▶ _What the task asks_:
Please return each of the entries that follow, unchanged in every word.

** Opening Exercise data block **

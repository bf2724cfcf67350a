use anchor_lang::prelude::*;
use crate::{
    constants::MAX_TIER,
    error::QuestRewardsError,
    referral::state::{collect_chain, migrate_referral_counts},
    MainState, ReferralAccount, TierOverridden
};

// This function overrides an account's tier, bypassing the self-service
// eligibility checks, and performs the same ancestor bucket migration as
// update_referral_tree - but leniently: ancestors with no entry for the old
// tier are skipped instead of failing, so administrative correction works
// against partial or missing history.
// Params
//   ctx - Tier override context
//   new_tier - Tier to set (0..=5, arbitrary jumps allowed)
// Return
//   Ok on success, InvalidTier for a tier above 5
pub fn set_tier(mut ctx: Context<ASetTier>, new_tier: u8) -> Result<()> {
    require!(new_tier <= MAX_TIER, QuestRewardsError::InvalidTier);

    let account_key = ctx.accounts.referral_account.key();
    let old_tier = ctx.accounts.referral_account.tier;
    let start = ctx.accounts.referral_account.referred_by;
    let accounts = &mut ctx.accounts;

    let links = [
        accounts.ancestor1.as_mut(),
        accounts.ancestor2.as_mut(),
        accounts.ancestor3.as_mut(),
        accounts.ancestor4.as_mut()
    ];
    let mut chain = collect_chain(start, links)?;
    migrate_referral_counts(&mut chain, old_tier, new_tier, false)?;

    accounts.referral_account.tier = new_tier;

    emit!(TierOverridden {
        account: account_key,
        old_tier,
        new_tier
    });

    Ok(())
}

// Tier override context - passed with accounts
#[derive(Accounts)]
pub struct ASetTier<'info> {
    #[account(mut)]
    pub master: Signer<'info>, // Master role

    #[account(
        seeds = [MainState::PREFIX_SEED],
        bump,
        constraint = main_state.master == master.key() @ QuestRewardsError::Unauthorized
    )]
    pub main_state: Box<Account<'info, MainState>>, // MainState account (role check)

    #[account(mut)]
    pub referral_account: Box<Account<'info, ReferralAccount>>, // The overridden node

    #[account(mut)]
    pub ancestor1: Option<Box<Account<'info, ReferralAccount>>>, // Depth-1 ancestor
    #[account(mut)]
    pub ancestor2: Option<Box<Account<'info, ReferralAccount>>>, // Depth-2 ancestor
    #[account(mut)]
    pub ancestor3: Option<Box<Account<'info, ReferralAccount>>>, // Depth-3 ancestor
    #[account(mut)]
    pub ancestor4: Option<Box<Account<'info, ReferralAccount>>>  // Depth-4 ancestor
}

** Closing Exercise data block **

▶ _Solution below_:
repository bf2724cfcf67350a
use anchor_lang::prelude::*;
use crate::{
    constants::MAX_TIER,
    error::QuestRewardsError,
    referral::state::{collect_chain, migrate_referral_counts},
    MainState, ReferralAccount, TierOverridden
};

// This function overrides an account's tier, bypassing the self-service
// eligibility checks, and performs the same ancestor bucket migration as
// update_referral_tree - but leniently: ancestors with no entry for the old
// tier are skipped instead of failing, so administrative correction works
// against partial or missing history.
// Params
//   ctx - Tier override context
//   new_tier - Tier to set (0..=5, arbitrary jumps allowed)
// Return
//   Ok on success, InvalidTier for a tier above 5
pub fn set_tier(mut ctx: Context<ASetTier>, new_tier: u8) -> Result<()> {
    require!(new_tier <= MAX_TIER, QuestRewardsError::InvalidTier);

    let account_key = ctx.accounts.referral_account.key();
    let old_tier = ctx.accounts.referral_account.tier;
    let start = ctx.accounts.referral_account.referred_by;
    let accounts = &mut ctx.accounts;

    let links = [
        accounts.ancestor1.as_mut(),
        accounts.ancestor2.as_mut(),
        accounts.ancestor3.as_mut(),
        accounts.ancestor4.as_mut()
    ];
    let mut chain = collect_chain(start, links)?;
    migrate_referral_counts(&mut chain, old_tier, new_tier, false)?;

    accounts.referral_account.tier = new_tier;

    emit!(TierOverridden {
        account: account_key,
        old_tier,
        new_tier
    });

    Ok(())
}

// Tier override context - passed with accounts
#[derive(Accounts)]
pub struct ASetTier<'info> {
    #[account(mut)]
    pub master: Signer<'info>, // Master role

    #[account(
        seeds = [MainState::PREFIX_SEED],
        bump,
        constraint = main_state.master == master.key() @ QuestRewardsError::Unauthorized
    )]
    pub main_state: Box<Account<'info, MainState>>, // MainState account (role check)

    #[account(mut)]
    pub referral_account: Box<Account<'info, ReferralAccount>>, // The overridden node

    #[account(mut)]
    pub ancestor1: Option<Box<Account<'info, ReferralAccount>>>, // Depth-1 ancestor
    #[account(mut)]
    pub ancestor2: Option<Box<Account<'info, ReferralAccount>>>, // Depth-2 ancestor
    #[account(mut)]
    pub ancestor3: Option<Box<Account<'info, ReferralAccount>>>, // Depth-3 ancestor
    #[account(mut)]
    pub ancestor4: Option<Box<Account<'info, ReferralAccount>>>  // Depth-4 ancestor
}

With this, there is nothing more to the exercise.